WORK TO COMPLETE: Report, as a bare number, how many lines of the material below contain the word "MultiImageProvider".

RECORD SET:
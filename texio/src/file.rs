use std::fs;
use std::path::Path;

use io_util::{
    FileReadStream,
    FileWriteStream,
};
use log::debug;

use crate::codecs::{
    write_exr,
    write_png,
};
use crate::image_provider::{
    load_image,
    load_image_layers,
    ImageProvider,
    MultiImageProvider,
    WriteError,
};
use crate::ktx::write_ktx;
use crate::ktx2::write_ktx2;

/// Reads the whole file at the given path.
pub fn read_file<P: AsRef<Path>>(path: P) -> std::io::Result<Vec<u8>> {
    fs::read(path)
}

/// Writes the given buffer to the file at the given path, replacing any
/// previous contents.
pub fn write_file<P: AsRef<Path>>(path: P, data: &[u8]) -> std::io::Result<()> {
    fs::write(path, data)
}

/// Opens the file at the given path and dispatches on its extension and
/// content. Returns `None` when no backend accepts the file.
pub fn load_image_path<P: AsRef<Path>>(path: P) -> Option<Box<dyn ImageProvider + 'static>> {
    let path = path.as_ref();
    let stream = match FileReadStream::open(path) {
        Ok(stream) => stream,
        Err(e) => {
            debug!("open {:?}: {}", path, e);
            return None;
        }
    };

    let ext = path.to_str().unwrap_or("");
    load_image(Box::new(stream), ext)
}

/// Loads the images at the given paths and composes them as layers, or
/// as depth slices with `as_slices`. All images must match in size,
/// format and mip count; only their first layer is used.
pub fn load_image_layers_from_paths<P: AsRef<Path>>(
    paths: &[P],
    cubemap: bool,
    as_slices: bool,
) -> Option<MultiImageProvider<'static>> {
    let mut providers = Vec::with_capacity(paths.len());
    for path in paths {
        providers.push(load_image_path(path)?);
    }
    load_image_layers(providers, cubemap, as_slices)
}

/// Writes the image as a KTX file at the given path.
pub fn write_ktx_file<P: AsRef<Path>>(
    path: P,
    image: &mut dyn ImageProvider,
) -> Result<(), WriteError> {
    let mut stream =
        FileWriteStream::create(path).map_err(|_| WriteError::CantOpen)?;
    write_ktx(&mut stream, image)
}

/// Writes the image as a KTX2 file at the given path.
pub fn write_ktx2_file<P: AsRef<Path>>(
    path: P,
    image: &mut dyn ImageProvider,
    zlib: bool,
) -> Result<(), WriteError> {
    let mut stream =
        FileWriteStream::create(path).map_err(|_| WriteError::CantOpen)?;
    write_ktx2(&mut stream, image, zlib)
}

/// Writes the first 2D subresource of the image as a PNG file.
pub fn write_png_file<P: AsRef<Path>>(
    path: P,
    image: &mut dyn ImageProvider,
) -> Result<(), WriteError> {
    let mut stream =
        FileWriteStream::create(path).map_err(|_| WriteError::CantOpen)?;
    write_png(&mut stream, image)
}

/// Writes the first 2D subresource of the image as an EXR file.
pub fn write_exr_file<P: AsRef<Path>>(
    path: P,
    image: &mut dyn ImageProvider,
) -> Result<(), WriteError> {
    let mut stream =
        FileWriteStream::create(path).map_err(|_| WriteError::CantOpen)?;
    write_exr(&mut stream, image)
}

#[cfg(test)]
mod tests {
    use super::*;
    use crate::format::Format;
    use crate::image_provider::wrap_single;
    use crate::Vec3UI;

    #[test]
    fn test_missing_file_is_none() {
        assert!(load_image_path("/nonexistent/path/image.ktx").is_none());
    }

    #[test]
    fn test_file_roundtrip_through_ktx() {
        let dir = std::env::temp_dir().join("texio_file_test");
        fs::create_dir_all(&dir).unwrap();
        let path = dir.join("tiny.ktx");

        let pixels = [7u8; 16];
        let mut provider =
            wrap_single(Vec3UI::new(2, 2, 1), Format::R8G8B8A8Unorm, &pixels);
        write_ktx_file(&path, &mut provider).unwrap();

        let mut read_back = load_image_path(&path).unwrap();
        assert_eq!(read_back.format(), Format::R8G8B8A8Unorm);
        assert_eq!(read_back.read(0, 0).unwrap(), &pixels[..]);

        fs::remove_dir_all(&dir).ok();
    }

    #[test]
    fn test_layered_load_from_paths() {
        let dir = std::env::temp_dir().join("texio_layers_test");
        fs::create_dir_all(&dir).unwrap();

        let mut paths = Vec::new();
        for i in 0..3u8 {
            let path = dir.join(format!("layer{}.ktx", i));
            let pixels = [i; 16];
            let mut provider =
                wrap_single(Vec3UI::new(2, 2, 1), Format::R8G8B8A8Unorm, &pixels);
            write_ktx_file(&path, &mut provider).unwrap();
            paths.push(path);
        }

        let mut slices = load_image_layers_from_paths(&paths, false, true).unwrap();
        assert_eq!(slices.size(), Vec3UI::new(2, 2, 3));
        let data = slices.read(0, 0).unwrap();
        assert_eq!(data.len(), 3 * 16);
        assert!(data[16..32].iter().all(|&b| b == 1));

        fs::remove_dir_all(&dir).ok();
    }
}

TASK RESPONSE: 2